In 1952, in her native Baltimore, Adrienne Rich delivered her first public lecture, “Some Influences of Poetry Upon the Course of History.” She was 23. Over the next 59 years, Rich (1929–2012) would herself alter both poetry and history. As an author, a teacher, and an editor, she helped define American feminism. As a poet, she left a stack of books that are animated by anger, by self-reproach, by deep knowledge of the poetic traditions she often rejected, and by her fierce desire to be understood. She created, and illuminated, divisions—within her readers as much as among them—as she reversed and revised her life’s goals.
The simplest story about those goals—and it’s not wrong—presents an obedient daughter and a young mother, rewarded early for talent, radicalized in middle age. Adrienne’s father, Arnold, was a prestigious pathologist at Johns Hopkins University and a WASP-passing Jewish man. An “absolute authority” in his own home, as Rich wrote, Arnold required his wife, Helen, to wear the black crepe dress he designed for her, day after day, year after year. Helen, a trained pianist and composer, threw herself into Adrienne’s music lessons (she was playing Mozart by age 4); Arnold, into her literary education, neglecting her younger sister, Cynthia. When Arnold died in 1968, Hilary Holladay writes in her capacious, generous biography, The Power of Adrienne Rich, Rich had “spent her life becoming the accomplished poet he wanted her to be.” She had also “hated him for a long time.”

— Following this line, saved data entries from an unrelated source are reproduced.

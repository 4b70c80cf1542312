//! # Artist Repository
//!
//! Database operations for artists.
//!
//! ## Key Operations
//! - CRUD through the [`Store`] capability
//! - Moving every album and song from one artist to another (duplicate merge)
//! - Looking up the "Unknown Artist" placeholder used by integrity repair

use async_trait::async_trait;
use sqlx::{FromRow, SqliteConnection};
use tracing::debug;

use crate::error::DbResult;
use crate::repository::group_children;
use crate::store::Store;
use crate::LibraryPool;
use melodia_core::{Artist, SENTINEL_ARTIST_ID, SENTINEL_ARTIST_NAME};

#[derive(Debug, FromRow)]
struct ArtistRow {
    id: String,
    name: String,
    biography: Option<String>,
}

impl ArtistRow {
    fn into_artist(self, album_ids: Vec<String>) -> Artist {
        Artist {
            id: self.id,
            name: self.name,
            biography: self.biography,
            album_ids,
        }
    }
}

/// Repository for artist database operations.
///
/// ## Usage
/// ```rust,ignore
/// let repo = ArtistRepository::new(pool);
///
/// repo.insert(&Artist::new("Radiohead")).await?;
/// let all = repo.select_all().await?;
/// ```
#[derive(Debug, Clone)]
pub struct ArtistRepository {
    pool: LibraryPool,
}

impl ArtistRepository {
    /// Creates a new ArtistRepository.
    pub fn new(pool: LibraryPool) -> Self {
        ArtistRepository { pool }
    }

    /// Inserts an artist on a held connection.
    pub async fn insert_on(conn: &mut SqliteConnection, artist: &Artist) -> DbResult<bool> {
        let result = sqlx::query("INSERT INTO artists (id, name, biography) VALUES (?1, ?2, ?3)")
            .bind(&artist.id)
            .bind(&artist.name)
            .bind(&artist.biography)
            .execute(&mut *conn)
            .await?;

        Ok(result.rows_affected() == 1)
    }

    /// Gets an artist by id on a held connection, with its album ids.
    pub async fn select_on(conn: &mut SqliteConnection, id: &str) -> DbResult<Option<Artist>> {
        let row: Option<ArtistRow> =
            sqlx::query_as("SELECT id, name, biography FROM artists WHERE id = ?1")
                .bind(id)
                .fetch_optional(&mut *conn)
                .await?;

        let Some(row) = row else {
            return Ok(None);
        };

        let album_ids: Vec<String> =
            sqlx::query_scalar("SELECT id FROM albums WHERE artist_id = ?1 ORDER BY id")
                .bind(id)
                .fetch_all(&mut *conn)
                .await?;

        Ok(Some(row.into_artist(album_ids)))
    }

    /// Finds the first artist (by id) whose name matches exactly.
    pub async fn find_by_name(conn: &mut SqliteConnection, name: &str) -> DbResult<Option<Artist>> {
        let id: Option<String> =
            sqlx::query_scalar("SELECT id FROM artists WHERE name = ?1 ORDER BY id LIMIT 1")
                .bind(name)
                .fetch_optional(&mut *conn)
                .await?;

        match id {
            Some(id) => Self::select_on(conn, &id).await,
            None => Ok(None),
        }
    }

    /// Finds the placeholder artist.
    ///
    /// ## Lookup Order
    /// 1. The reserved sentinel id
    /// 2. An artist named exactly "Unknown Artist" (databases from before
    ///    the id was reserved)
    pub async fn find_sentinel(conn: &mut SqliteConnection) -> DbResult<Option<Artist>> {
        if let Some(artist) = Self::select_on(conn, SENTINEL_ARTIST_ID).await? {
            return Ok(Some(artist));
        }
        Self::find_by_name(conn, SENTINEL_ARTIST_NAME).await
    }

    /// Points every album and song owned by `old_id` at `new_id`.
    ///
    /// ## Returns
    /// Number of album and song rows changed. Zero on a second run.
    pub async fn reassign_children(
        conn: &mut SqliteConnection,
        old_id: &str,
        new_id: &str,
    ) -> DbResult<u64> {
        if old_id == new_id {
            return Ok(0);
        }

        let albums = sqlx::query("UPDATE albums SET artist_id = ?2 WHERE artist_id = ?1")
            .bind(old_id)
            .bind(new_id)
            .execute(&mut *conn)
            .await?
            .rows_affected();

        let songs = sqlx::query("UPDATE songs SET artist_id = ?2 WHERE artist_id = ?1")
            .bind(old_id)
            .bind(new_id)
            .execute(&mut *conn)
            .await?
            .rows_affected();

        debug!(old_id, new_id, albums, songs, "Reassigned artist children");
        Ok(albums + songs)
    }

    /// Deletes an artist row on a held connection.
    pub async fn delete_on(conn: &mut SqliteConnection, id: &str) -> DbResult<bool> {
        let result = sqlx::query("DELETE FROM artists WHERE id = ?1")
            .bind(id)
            .execute(&mut *conn)
            .await?;

        Ok(result.rows_affected() > 0)
    }
}

#[async_trait]
impl Store<Artist> for ArtistRepository {
    async fn insert(&self, artist: &Artist) -> DbResult<bool> {
        debug!(id = %artist.id, name = %artist.name, "Inserting artist");

        let artist = artist.clone();
        self.pool
            .with_connection(move |session| {
                Box::pin(async move { Self::insert_on(session.connection(), &artist).await })
            })
            .await
    }

    async fn select_by_id(&self, id: &str) -> DbResult<Option<Artist>> {
        let id = id.to_string();
        self.pool
            .with_connection(move |session| {
                Box::pin(async move { Self::select_on(session.connection(), &id).await })
            })
            .await
    }

    async fn select_all(&self) -> DbResult<Vec<Artist>> {
        self.pool
            .with_connection(|session| {
                Box::pin(async move {
                    let conn = session.connection();

                    let rows: Vec<ArtistRow> =
                        sqlx::query_as("SELECT id, name, biography FROM artists ORDER BY id")
                            .fetch_all(&mut *conn)
                            .await?;

                    let pairs: Vec<(String, String)> = sqlx::query_as(
                        "SELECT artist_id, id FROM albums WHERE artist_id IS NOT NULL ORDER BY id",
                    )
                    .fetch_all(&mut *conn)
                    .await?;
                    let mut albums = group_children(pairs);

                    Ok(rows
                        .into_iter()
                        .map(|row| {
                            let album_ids = albums.remove(&row.id).unwrap_or_default();
                            row.into_artist(album_ids)
                        })
                        .collect())
                })
            })
            .await
    }

    async fn update(&self, artist: &Artist) -> DbResult<bool> {
        let artist = artist.clone();
        self.pool
            .with_connection(move |session| {
                Box::pin(async move {
                    let result =
                        sqlx::query("UPDATE artists SET name = ?2, biography = ?3 WHERE id = ?1")
                            .bind(&artist.id)
                            .bind(&artist.name)
                            .bind(&artist.biography)
                            .execute(session.connection())
                            .await?;

                    Ok(result.rows_affected() > 0)
                })
            })
            .await
    }

    /// Fails with a foreign key violation while the artist still owns
    /// albums or songs.
    async fn delete(&self, id: &str) -> DbResult<bool> {
        debug!(id = %id, "Deleting artist");

        let id = id.to_string();
        self.pool
            .with_connection(move |session| {
                Box::pin(async move { Self::delete_on(session.connection(), &id).await })
            })
            .await
    }
}

#[cfg(test)]
mod tests {
    use super::*;
    use crate::error::DbError;
    use crate::repository::fixtures;

    #[tokio::test]
    async fn test_insert_and_select() {
        let repo = ArtistRepository::new(fixtures::pool().await);

        let artist = Artist::with_id("a1", "Radiohead").biography("Abingdon, 1985");
        assert!(repo.insert(&artist).await.unwrap());

        let found = repo.select_by_id("a1").await.unwrap().unwrap();
        assert_eq!(found, artist);
        assert!(repo.select_by_id("missing").await.unwrap().is_none());
    }

    #[tokio::test]
    async fn test_duplicate_id_is_constraint_violation() {
        let repo = ArtistRepository::new(fixtures::pool().await);
        repo.insert(&Artist::with_id("a1", "Radiohead")).await.unwrap();

        let err = repo
            .insert(&Artist::with_id("a1", "Portishead"))
            .await
            .unwrap_err();
        assert!(matches!(err, DbError::UniqueViolation { .. }));
    }

    #[tokio::test]
    async fn test_select_all_fills_album_ids() {
        let pool = fixtures::pool().await;
        let repo = ArtistRepository::new(pool.clone());
        repo.insert(&Artist::with_id("a2", "Portishead")).await.unwrap();
        repo.insert(&Artist::with_id("a1", "Radiohead")).await.unwrap();
        fixtures::exec_unchecked(
            &pool,
            "INSERT INTO albums (id, title, artist_id) VALUES ('al2', 'Amnesiac', 'a1'), ('al1', 'Kid A', 'a1')",
        )
        .await;

        let all = repo.select_all().await.unwrap();
        assert_eq!(all.len(), 2);
        assert_eq!(all[0].id, "a1");
        assert_eq!(all[0].album_ids, vec!["al1", "al2"]);
        assert!(all[1].album_ids.is_empty());
    }

    #[tokio::test]
    async fn test_missing_rows_are_false_not_errors() {
        let repo = ArtistRepository::new(fixtures::pool().await);

        assert!(!repo.update(&Artist::with_id("nope", "Nobody")).await.unwrap());
        assert!(!repo.delete("nope").await.unwrap());
    }

    #[tokio::test]
    async fn test_reassign_children_is_idempotent() {
        let pool = fixtures::pool().await;
        fixtures::exec_unchecked(
            &pool,
            "INSERT INTO artists (id, name) VALUES ('a1', 'Radiohead'), ('a2', 'radiohead');
             INSERT INTO albums (id, title, artist_id) VALUES ('al1', 'OK Computer', 'a2');
             INSERT INTO songs (id, title, artist_id, album_id) VALUES ('s1', 'Airbag', 'a2', 'al1')",
        )
        .await;

        let moved = |pool: LibraryPool| async move {
            pool.with_connection(|session| {
                Box::pin(async move {
                    ArtistRepository::reassign_children(session.connection(), "a2", "a1").await
                })
            })
            .await
            .unwrap()
        };

        assert_eq!(moved(pool.clone()).await, 2);
        assert_eq!(moved(pool.clone()).await, 0);
    }

    #[tokio::test]
    async fn test_find_sentinel_falls_back_to_legacy_name() {
        let pool = fixtures::pool().await;
        let repo = ArtistRepository::new(pool.clone());

        let none = pool
            .with_connection(|s| Box::pin(ArtistRepository::find_sentinel(s.connection())))
            .await
            .unwrap();
        assert!(none.is_none());

        repo.insert(&Artist::with_id("legacy", SENTINEL_ARTIST_NAME))
            .await
            .unwrap();
        let legacy = pool
            .with_connection(|s| Box::pin(ArtistRepository::find_sentinel(s.connection())))
            .await
            .unwrap();
        assert_eq!(legacy.unwrap().id, "legacy");

        repo.insert(&Artist::with_id(SENTINEL_ARTIST_ID, SENTINEL_ARTIST_NAME))
            .await
            .unwrap();
        let reserved = pool
            .with_connection(|s| Box::pin(ArtistRepository::find_sentinel(s.connection())))
            .await
            .unwrap();
        assert!(reserved.unwrap().is_sentinel());
    }
}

Rich was driven and admired, though never popular, in her all-girls high school. She enrolled at Radcliffe (then Harvard’s college for women) seeking a husband and a literary career. The “self-possessed and proper” Adrienne impressed professors, among them the poet Theodore Morrison and the renowned F. O. Matthiessen, an authority on American literature and a gay socialist. She also became engaged to a graduate student in history, Sumner Powell. Before her senior year at Radcliffe, Rich had completed the manuscript W. H. Auden chose for the Yale Younger Poets prize. His foreword to A Change of World (1951) praised the undergraduate’s “neatly and modestly” finished work. Writing to her family, Rich resolved to be “messily passionate and grand” instead.
The Yale book made Rich a well-mannered wunder kind; it also led to a Guggenheim-funded year at Oxford, with travels on the European Continent (de rigueur for her poetic generation). A poem from The Diamond Cutters and Other Poems (1955) suggested more unruly ferment; set at Versailles, it augured great change (such as the French Revolution) for “all good children who are all too good.” Before Rich moved overseas, she left Powell cold. She then fell hard for Alfred Conrad, whose Jewish background repelled Arnold. “I didn’t know a great deal about him,” remembered the poet Donald Hall, who knew Rich at Harvard and Oxford, “but I knew he was an economist and I knew she loved him—and I knew that her father disapproved.”
When she returned, the pair married and settled in Cambridge, where they enjoyed a Harvard-centric social world at once comfortable and stifling. “She had a script to follow,” as Holladay writes: that of young faculty wife. As her first two children, David and Pablo, neared school age, Rich found herself pregnant with a third, Jacob. She nonetheless managed to enter the Boston University– based literary circles of Robert Lowell, Anne Sexton, and Sylvia Plath. Rich “advised Sylvia very strongly not to have children.” Poems in free verse about feeling trapped in a household, about being a woman in a male-dominated world, opened Snapshots of a Daughter-in-Law (1963). In the title poem, angels tell the writer at the kitchen sink, “Be insatiable … Save yourself; others you cannot save.”